Le bâtonnier Payen. - A l'instruction, vous avez opposé Laval au maréchal, Laval ayant été l'auteur des intrigues.

M. Blum. - Il est certain qu'il a été au centre des intrigues à Vichy. Mais comment faire le partage des responsabilités ?

Le bâtonnier Payen. - Connaissant les deux hommes, pensez-vous que l'influence ait été exercée par le maréchal sur Laval ?
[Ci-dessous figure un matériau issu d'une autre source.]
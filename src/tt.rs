// SPDX-License-Identifier: Apache-2.0

//! Truth tables over up to 16 variables.
//!
//! Tables with at most [`MAX_WORD_VARS`] variables are backed by a single
//! `u64`; wider tables fall back to a word vector behind the same API. All
//! synthesis machinery operates on the word-backed form; the wide form exists
//! so callers can hand in large cut functions and get a clean
//! "unclassifiable" answer instead of a panic.

use std::fmt;

/// Largest variable count representable in a single backing word.
pub const MAX_WORD_VARS: u8 = 6;

/// Bit pattern of the i-th projection within a 64-bit word.
const VAR_PATTERN: [u64; 6] = [
    0xAAAA_AAAA_AAAA_AAAA,
    0xCCCC_CCCC_CCCC_CCCC,
    0xF0F0_F0F0_F0F0_F0F0,
    0xFF00_FF00_FF00_FF00,
    0xFFFF_0000_FFFF_0000,
    0xFFFF_FFFF_0000_0000,
];

#[derive(Debug, Clone, PartialEq, Eq, Hash, PartialOrd, Ord)]
enum Words {
    Word(u64),
    Wide(Vec<u64>),
}

/// An immutable-sized truth table; bit `x` holds `f(x)` where assignment `x`
/// has variable `i` in bit position `i`.
#[derive(Debug, Clone, PartialEq, Eq, Hash, PartialOrd, Ord)]
pub struct TruthTable {
    num_vars: u8,
    words: Words,
}

fn word_mask(num_vars: u8) -> u64 {
    if num_vars >= MAX_WORD_VARS {
        u64::MAX
    } else {
        (1u64 << (1usize << num_vars)) - 1
    }
}

impl TruthTable {
    /// An all-zero table over `num_vars` variables.
    pub fn zero(num_vars: u8) -> Self {
        assert!(num_vars <= 16);
        if num_vars <= MAX_WORD_VARS {
            TruthTable {
                num_vars,
                words: Words::Word(0),
            }
        } else {
            TruthTable {
                num_vars,
                words: Words::Wide(vec![0; 1usize << (num_vars - MAX_WORD_VARS)]),
            }
        }
    }

    /// Builds a word-backed table; bits beyond `2^num_vars` are masked off.
    pub fn from_word(num_vars: u8, bits: u64) -> Self {
        assert!(num_vars <= MAX_WORD_VARS);
        TruthTable {
            num_vars,
            words: Words::Word(bits & word_mask(num_vars)),
        }
    }

    /// Parses a hex string (most significant digit first) into a table.
    pub fn from_hex(num_vars: u8, s: &str) -> Option<Self> {
        let mut tt = TruthTable::zero(num_vars);
        let digits: Vec<u8> = s
            .chars()
            .map(|c| c.to_digit(16).map(|d| d as u8))
            .collect::<Option<Vec<u8>>>()?;
        if digits.len() > (tt.num_bits() + 3) / 4 {
            return None;
        }
        for (pos, d) in digits.iter().rev().enumerate() {
            for b in 0..4 {
                let idx = pos * 4 + b;
                if idx < tt.num_bits() && (d >> b) & 1 == 1 {
                    tt.set_bit(idx, true);
                }
            }
        }
        Some(tt)
    }

    /// The i-th projection function over `num_vars` variables.
    pub fn var(num_vars: u8, i: u8) -> Self {
        assert!(i < num_vars);
        if num_vars <= MAX_WORD_VARS {
            TruthTable::from_word(num_vars, VAR_PATTERN[i as usize])
        } else {
            let mut tt = TruthTable::zero(num_vars);
            for x in 0..tt.num_bits() {
                if (x >> i) & 1 == 1 {
                    tt.set_bit(x, true);
                }
            }
            tt
        }
    }

    pub fn num_vars(&self) -> u8 {
        self.num_vars
    }

    pub fn num_bits(&self) -> usize {
        1usize << self.num_vars
    }

    /// The backing word for tables of at most [`MAX_WORD_VARS`] variables.
    pub fn as_word(&self) -> Option<u64> {
        match self.words {
            Words::Word(w) => Some(w),
            Words::Wide(_) => None,
        }
    }

    pub fn get_bit(&self, idx: usize) -> bool {
        debug_assert!(idx < self.num_bits());
        match &self.words {
            Words::Word(w) => (w >> idx) & 1 == 1,
            Words::Wide(ws) => (ws[idx / 64] >> (idx % 64)) & 1 == 1,
        }
    }

    pub fn set_bit(&mut self, idx: usize, value: bool) {
        debug_assert!(idx < self.num_bits());
        match &mut self.words {
            Words::Word(w) => {
                if value {
                    *w |= 1u64 << idx;
                } else {
                    *w &= !(1u64 << idx);
                }
            }
            Words::Wide(ws) => {
                if value {
                    ws[idx / 64] |= 1u64 << (idx % 64);
                } else {
                    ws[idx / 64] &= !(1u64 << (idx % 64));
                }
            }
        }
    }

    pub fn invert(&self) -> Self {
        let mut out = self.clone();
        match &mut out.words {
            Words::Word(w) => *w = !*w & word_mask(self.num_vars),
            Words::Wide(ws) => {
                for w in ws.iter_mut() {
                    *w = !*w;
                }
            }
        }
        out
    }

    pub fn count_ones(&self) -> u32 {
        match &self.words {
            Words::Word(w) => w.count_ones(),
            Words::Wide(ws) => ws.iter().map(|w| w.count_ones()).sum(),
        }
    }

    /// Whether the function depends on variable `i`.
    pub fn depends_on(&self, i: u8) -> bool {
        debug_assert!(i < self.num_vars);
        let step = 1usize << i;
        (0..self.num_bits())
            .step_by(step * 2)
            .flat_map(|base| base..base + step)
            .any(|x| self.get_bit(x) != self.get_bit(x + step))
    }

    /// Degree of the algebraic normal form; `None` for wide tables.
    pub fn algebraic_degree(&self) -> Option<u32> {
        let w = self.as_word()?;
        // In-place Moebius transform.
        let mut anf = w;
        for i in 0..self.num_vars {
            let shift = 1usize << i;
            anf ^= (anf & !VAR_PATTERN[i as usize]) << shift;
        }
        anf &= word_mask(self.num_vars);
        let mut deg = 0u32;
        let mut rest = anf;
        while rest != 0 {
            let idx = 63 - rest.leading_zeros();
            deg = deg.max(idx.count_ones());
            rest &= !(1u64 << idx);
        }
        if anf == 0 { Some(0) } else { Some(deg) }
    }
}

impl fmt::Display for TruthTable {
    fn fmt(&self, f: &mut fmt::Formatter<'_>) -> fmt::Result {
        let digits = (self.num_bits() + 3) / 4;
        for pos in (0..digits).rev() {
            let mut d = 0u32;
            for b in 0..4 {
                let idx = pos * 4 + b;
                if idx < self.num_bits() && self.get_bit(idx) {
                    d |= 1 << b;
                }
            }
            write!(f, "{:x}", d)?;
        }
        Ok(())
    }
}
M. Blum. - Je ne connais pas le maréchal. Il y a en lui un mystère. Je ne m'explique pas ses actes. A-t-il agi par ambition ? A-t-il eu des desseins prémédités de trouver dans le désastre de la patrie l'occasion d'un pouvoir personnel qu'il attendait peut-être depuis six ans d'événements intérieurs ? Vraiment, vous m'entraînez sur un terrain...

Le bâtonnier Payen. - Vous avez écrit autrefois que l'on faisait bien de l'honneur à Franco que de lui envoyer un homme comme le maréchal.

M. Blum. - Mais oui, et qu'on se soit servi de ce prestige et, il faut le dire, de cette illusion, pour les fins que l'on sait, c'est là le drame.

M. Blum, qui parle depuis une heure, ne paraît nullement fatigué. Malgré les épreuves qu'il a subies, on le retrouve presque aussi alerte et jeune d'allure qu'il y a cinq ans.